Perempuan dalam Al-Qur’an

perempuan dalam Alquran

The Review of Religions, February 1992

Islam memberikan kepada perempuan semua hak politik dan sosial, yang dinikmati laki-laki.  Dia berhak atas semua hak Istimewa yang diberikan kepada manusia.  Selain hal-hal yang duniawi, perempuan juga setara dengan laki-laki dalam hal rohani. Allah berfirman dalam Al Quran:

“Sesunggunya laki-laki dan perempuan yang berserah diri, laki-laki dan perempuan yang beriman, laki-laki dan perempuan yang patuh, laki-laki dan perempuan yang benar, laki-laki dan perempuan yang sabar, laki-laki dan perempuan yang merendahkan diri, laki-laki dan perempuan yang bersedekah, laki-laki dan perempuan yang berpuasa,  laki-laki dan perempuan yang menjaga kesuciannya, serta laki-laki dan perempuan yang banyak mengingat Allah, Allah menyediakan bagi mereka semua ampunan dan ganjaran yang besar.” (QS Al-Ahzab, 33:36)

Ayat ini menjelaskan bahwa perempuan Muslim berdiri pada tingkat yang sama dengan laki-laki Muslim dan mereka dapat mencapai semua ketinggian rohani yang dapat dicapai laki-laki, Di beberapa tempat dalam Al-Qur’an, laki-laki yang beriman dan perempuan yang beriman disapa dalam bahasa yang sama dan sama-sama tunduk pada perintah yang sama dan berhak atas hak dan keistimewa yang sama.  Hanya tugas mereka berbeda kerena lingkup kegiatan mereka berbeda.

Ketika Al-Qur’an berbicara tentang jiwa manusia, ia tidak membedakan antara laki-laki dan perempuan.

“Hai manusia, bertakwalah kepada Tuhan kamu Yang menciptakanmu dari satu jiwa dan dari jenis-nya Dia menciptakan pasangannya, serta memperkembangbiakkan dari keduanya banyak laki-laki dan perempuan; dan takutlah kepada Allah, yang dengan nama-Nya kamu saling meminta satu sama lain, dan takutlah pada-Nya mengenai hubungan kekerabatan.
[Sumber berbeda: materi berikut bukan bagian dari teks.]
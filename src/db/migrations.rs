use chrono::Utc;
use rusqlite::{params, Connection};
use tracing::info;

use crate::error::AppResult;

pub fn run(conn: &Connection) -> AppResult<()> {
    // Ensure migration history table exists
    conn.execute_batch(
        r#"
        CREATE TABLE IF NOT EXISTS migration_history (
            version INTEGER PRIMARY KEY,
            description TEXT NOT NULL,
            applied_at TEXT NOT NULL,
            rollback_sql TEXT
        );
        "#,
    )?;

    let current_version: i32 = conn.query_row("PRAGMA user_version", [], |row| row.get(0))?;

    if current_version < 1 {
        info!(target: "app::db", version = current_version, "running migration v1");
        migrate_to_v1(conn)?;
        conn.execute("PRAGMA user_version = 1", [])?;
        record_migration(
            conn,
            1,
            "Scope labors, attendance and payments to workplaces",
            None,
        )?;
    }

    Ok(())
}

/// Upgrades a database written before workplaces existed: all records get
/// attached to a freshly created default workplace and the three child
/// tables are rebuilt with a `workplace_id` column and cascade rules. On a
/// database that already carries the column this only creates the indexes.
fn migrate_to_v1(conn: &Connection) -> AppResult<()> {
    if !table_has_column(conn, "labors", "workplace_id")? {
        rebuild_legacy_tables(conn)?;
    }

    conn.execute_batch(
        r#"
        CREATE INDEX IF NOT EXISTS idx_labors_workplace ON labors (workplace_id);
        CREATE INDEX IF NOT EXISTS idx_attendance_workplace ON attendance_records (workplace_id);
        CREATE INDEX IF NOT EXISTS idx_attendance_labor ON attendance_records (labor_id);
        CREATE INDEX IF NOT EXISTS idx_attendance_date ON attendance_records (date);
        CREATE INDEX IF NOT EXISTS idx_payments_workplace ON payment_records (workplace_id);
        CREATE INDEX IF NOT EXISTS idx_payments_labor ON payment_records (labor_id);
        CREATE INDEX IF NOT EXISTS idx_payments_date ON payment_records (date);
        "#,
    )?;

    Ok(())
}

fn rebuild_legacy_tables(conn: &Connection) -> AppResult<()> {
    let workplace_id = uuid::Uuid::new_v4().to_string();
    info!(
        target: "app::db",
        workplace_id = %workplace_id,
        "attaching legacy records to a default workplace"
    );

    // Table renames must not rewrite the foreign key clauses of the other
    // tables mid-rebuild, and the half-rebuilt state must not trip FK
    // enforcement.
    conn.pragma_update(None, "foreign_keys", &0)?;
    conn.pragma_update(None, "legacy_alter_table", &1)?;

    let result = (|| -> AppResult<()> {
        conn.execute(
            "INSERT INTO workplaces (id, name, description, is_active, created_at)
             VALUES (?1, 'Default Workplace', NULL, 1, ?2)",
            params![workplace_id, Utc::now()],
        )?;

        conn.execute_batch(
            r#"
            ALTER TABLE attendance_records RENAME TO attendance_records_legacy;
            CREATE TABLE attendance_records (
                id TEXT PRIMARY KEY,
                workplace_id TEXT NOT NULL REFERENCES workplaces (id) ON DELETE CASCADE,
                labor_id TEXT NOT NULL REFERENCES labors (id) ON DELETE CASCADE,
                date TEXT NOT NULL,
                status TEXT NOT NULL CHECK (status IN ('present', 'absent', 'half')),
                wage TEXT NOT NULL,
                created_at TEXT NOT NULL,
                UNIQUE (labor_id, date)
            );

            ALTER TABLE payment_records RENAME TO payment_records_legacy;
            CREATE TABLE payment_records (
                id TEXT PRIMARY KEY,
                workplace_id TEXT NOT NULL REFERENCES workplaces (id) ON DELETE CASCADE,
                labor_id TEXT NOT NULL REFERENCES labors (id) ON DELETE CASCADE,
                amount TEXT NOT NULL,
                date TEXT NOT NULL,
                type TEXT NOT NULL CHECK (type IN ('daily', 'weekly', 'monthly', 'partial')),
                notes TEXT,
                created_at TEXT NOT NULL
            );

            ALTER TABLE labors RENAME TO labors_legacy;
            CREATE TABLE labors (
                id TEXT PRIMARY KEY,
                workplace_id TEXT NOT NULL REFERENCES workplaces (id) ON DELETE CASCADE,
                name TEXT NOT NULL,
                phone TEXT NOT NULL,
                daily_wage TEXT NOT NULL,
                created_at TEXT NOT NULL
            );
            "#,
        )?;

        conn.execute(
            "INSERT INTO labors (id, workplace_id, name, phone, daily_wage, created_at)
             SELECT id, ?1, name, phone, CAST(daily_wage AS TEXT), created_at
             FROM labors_legacy",
            params![workplace_id],
        )?;
        conn.execute(
            "INSERT INTO attendance_records (id, workplace_id, labor_id, date, status, wage, created_at)
             SELECT id, ?1, labor_id, date, status, CAST(wage AS TEXT), created_at
             FROM attendance_records_legacy",
            params![workplace_id],
        )?;
        conn.execute(
            "INSERT INTO payment_records (id, workplace_id, labor_id, amount, date, type, notes, created_at)
             SELECT id, ?1, labor_id, CAST(amount AS TEXT), date, type, notes, created_at
             FROM payment_records_legacy",
            params![workplace_id],
        )?;

        conn.execute_batch(
            r#"
            DROP TABLE attendance_records_legacy;
            DROP TABLE payment_records_legacy;
            DROP TABLE labors_legacy;
            "#,
        )?;

        if !table_has_column(conn, "app_settings", "active_workplace_id")? {
            conn.execute_batch(
                "ALTER TABLE app_settings
                 ADD COLUMN active_workplace_id TEXT REFERENCES workplaces (id) ON DELETE SET NULL;",
            )?;
        }
        conn.execute(
            "UPDATE app_settings SET active_workplace_id = ?1 WHERE id = 1",
            params![workplace_id],
        )?;

        Ok(())
    })();

    conn.pragma_update(None, "legacy_alter_table", &0)?;
    conn.pragma_update(None, "foreign_keys", &1)?;

    result
}

fn table_has_column(conn: &Connection, table: &str, column: &str) -> AppResult<bool> {
    let mut stmt = conn.prepare(&format!("PRAGMA table_info({table})"))?;
    let mut rows = stmt.query([])?;
    while let Some(row) = rows.next()? {
        let name: String = row.get(1)?;
        if name == column {
            return Ok(true);
        }
    }
    Ok(false)
}

fn record_migration(
    conn: &Connection,
    version: i32,
    description: &str,
    rollback_sql: Option<&str>,
) -> AppResult<()> {
    conn.execute(
        "INSERT OR IGNORE INTO migration_history (version, description, applied_at, rollback_sql)
         VALUES (?1, ?2, ?3, ?4)",
        params![version, description, Utc::now().to_rfc3339(), rollback_sql],
    )?;
    Ok(())
}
Sesungguhnya Allah senantiasa mengawasimu.” (QS An-Nisa, 4:2)

Kata-kata satu jiwa dalam ayat ini menandakan laki-laki dan perempuan dianggap satu. Mereka dianggap satu karena mereka adalah dua hal yang bersama-sama melakukan satu fungsi.  Ayat ini menegaskan bahwa laki-laki dan perempuan termasuk dalam jenis dan spesies yang sama dan mereka memiliki kecenderungan yang sama.

Rantai tubuh fisik diputus di alam rohani dan laki-laki dan perempuan dianggap sebagai satu. Kesetaraan status jiwa laki-laki dan perempuan semakin ditekankan ketika Allah juga mengisyaratkan fakta bahwa laki-laki dan perempuan saling melengkapi.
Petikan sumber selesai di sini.